部屋を出るとすぐに白百合がやってきて書類を見せる。


「一応私なりに条件を考えてみたのですが………。」

「大丈夫だろう。まぁ、万が一のために次の手も用意しておくといい。」

「承知いたしました!」

「荒方様!」

「荒方様ぁ!」


続いて、秋桜と向日葵もやってきた。


「ご指示のものは一通りそろってますわよ?

 すぐにご入用であればお持ちいたしますわ?」

「そうだな………、」


秋桜のリストに指示を書き込んでいく。


「これは今日持ち帰るから準備しておいてくれ。

 あとはここに書かれている通りに。

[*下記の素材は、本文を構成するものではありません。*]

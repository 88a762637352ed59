//! OpenCV camera backend
//!
//! Live capture from a V4L2/DirectShow device opened by index. The device
//! handle is released when the source is dropped, i.e. when the capture
//! thread exits.

use opencv::core::Mat;
use opencv::prelude::*;
use opencv::{imgproc, videoio};

use super::{CaptureDevice, CaptureError};
use crate::capture::frame::Frame;

/// Camera capture via `opencv::videoio::VideoCapture`
pub struct OpenCvCamera {
    capture: videoio::VideoCapture,
}

impl OpenCvCamera {
    /// Open the camera at `index` with the default backend.
    ///
    /// Failure here is fatal for the process: there is nothing to scan
    /// without a device, so no retry is attempted.
    pub fn open(index: i32) -> Result<Self, CaptureError> {
        let capture = videoio::VideoCapture::new(index, videoio::CAP_ANY)
            .map_err(|_| CaptureError::DeviceOpen(index))?;

        let opened = capture
            .is_opened()
            .map_err(|_| CaptureError::DeviceOpen(index))?;
        if !opened {
            return Err(CaptureError::DeviceOpen(index));
        }

        Ok(Self { capture })
    }

    fn get_dimension(&self, prop: i32) -> u32 {
        self.capture.get(prop).map(|v| v as u32).unwrap_or(0)
    }
}

impl CaptureDevice for OpenCvCamera {
    fn set_resolution(&mut self, width: u32, height: u32) -> Result<(), CaptureError> {
        self.capture
            .set(videoio::CAP_PROP_FRAME_WIDTH, f64::from(width))
            .map_err(|e| CaptureError::Resolution(e.to_string()))?;
        self.capture
            .set(videoio::CAP_PROP_FRAME_HEIGHT, f64::from(height))
            .map_err(|e| CaptureError::Resolution(e.to_string()))?;
        Ok(())
    }

    fn resolution(&self) -> (u32, u32) {
        (
            self.get_dimension(videoio::CAP_PROP_FRAME_WIDTH),
            self.get_dimension(videoio::CAP_PROP_FRAME_HEIGHT),
        )
    }

    fn read_frame(&mut self) -> Result<Frame, CaptureError> {
        let mut bgr = Mat::default();
        let ok = self
            .capture
            .read(&mut bgr)
            .map_err(|e| CaptureError::Read(e.to_string()))?;
        if !ok || bgr.empty() {
            return Err(CaptureError::Read("device returned no frame".into()));
        }

        // OpenCV hands frames out as BGR; everything downstream is RGB.
        let mut rgb = Mat::default();
        imgproc::cvt_color_def(&bgr, &mut rgb, imgproc::COLOR_BGR2RGB)
            .map_err(|e| CaptureError::Read(e.to_string()))?;

        let width = rgb.cols() as u32;
        let height = rgb.rows() as u32;
        let data = rgb
            .data_bytes()
            .map_err(|e| CaptureError::Read(e.to_string()))?
            .to_vec();

        Ok(Frame::new(data, width, height))
    }
}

」

「はぁい♪仰せの通りに!」

「荒方様!ご依頼されてました服は明日には準備完了ですぅ!

 他にはございませんの?」

「流石に早いな、あぁ、そうだったついでにこれも頼まれてくれるか?」


ポケットからメモを取り出して向日葵に手渡した。

彼女は嬉しそうにそれを握りしめて走り出していった。


そして部屋の片隅。

たくさんの機材が設置された場所に足を運ぶ。


「………野菊、大丈夫か?」

「はっ、はい!!申し訳ありません!!」


机に俯せる珍しい姿に思わず噴き出した朱鷺。

野菊は慌てて身だしなみを整える。

彼女の手元には扱い方のマニュアルが書かれた分厚い冊子があった。


「読み終えてはいるようだな。」

「はい!以前、荒方様に速読の教えをいただいておりましたので…。」


朱鷺は鞄からあるものを取り出し、

野菊の額に張り付けてやった。


「あ、あの荒方様っ、これはっ。」

「ただの熱さましだ。

 考えすぎたり、頭がいっぱいになったときはこれを張ると、

 少しは落ち着けるだろう?」


買っておいた箱ごと彼女に手渡した。


「お、お気遣い痛み入ります…。」

「お前には大きい負担をかけるな、すまん。」

「いっ、いえ!何を仰られます!!」

「清理の馬鹿はこういうことはセンスが無くてな…。

 というより、私の知っている中で、

 お前しか私の代わりが務まるものがいない。」

「そんな私など荒方様の足元にも…。」

「謙遜するのはいいが、今は私が出来る全てのことをしてもらわねばならん。」


ぴしっと言い放つ彼女の言葉に、野菊は背筋を伸ばした。


「お任せください。この野菊、遅れは取りません。」

「………母親に似ず、真面目だな、お前は。」

「あの人は大雑把すぎるんです!」


ぽんぽんと頭を撫でてやる。


「あ、荒方様………私一応大人になったんですよ?」

「あぁ、すまんな、お前に初めて会ったのはまだ、

 腰よりも小さい時であったからな。

 ついつい、あの頃の癖が抜けない。」


恥ずかしそうに顔を赤くする野菊に、笑いかける朱鷺。


「お主もずいぶん大きくなったものだ。

 まさか、あの小さき者に私の仕事を頼むことになろうとは、」

「思っていたからこそ、私に色んなアドバイスをなさったのでは?」


野菊の鋭い返しに朱鷺は意地悪そうな笑みで返事をしたのだった。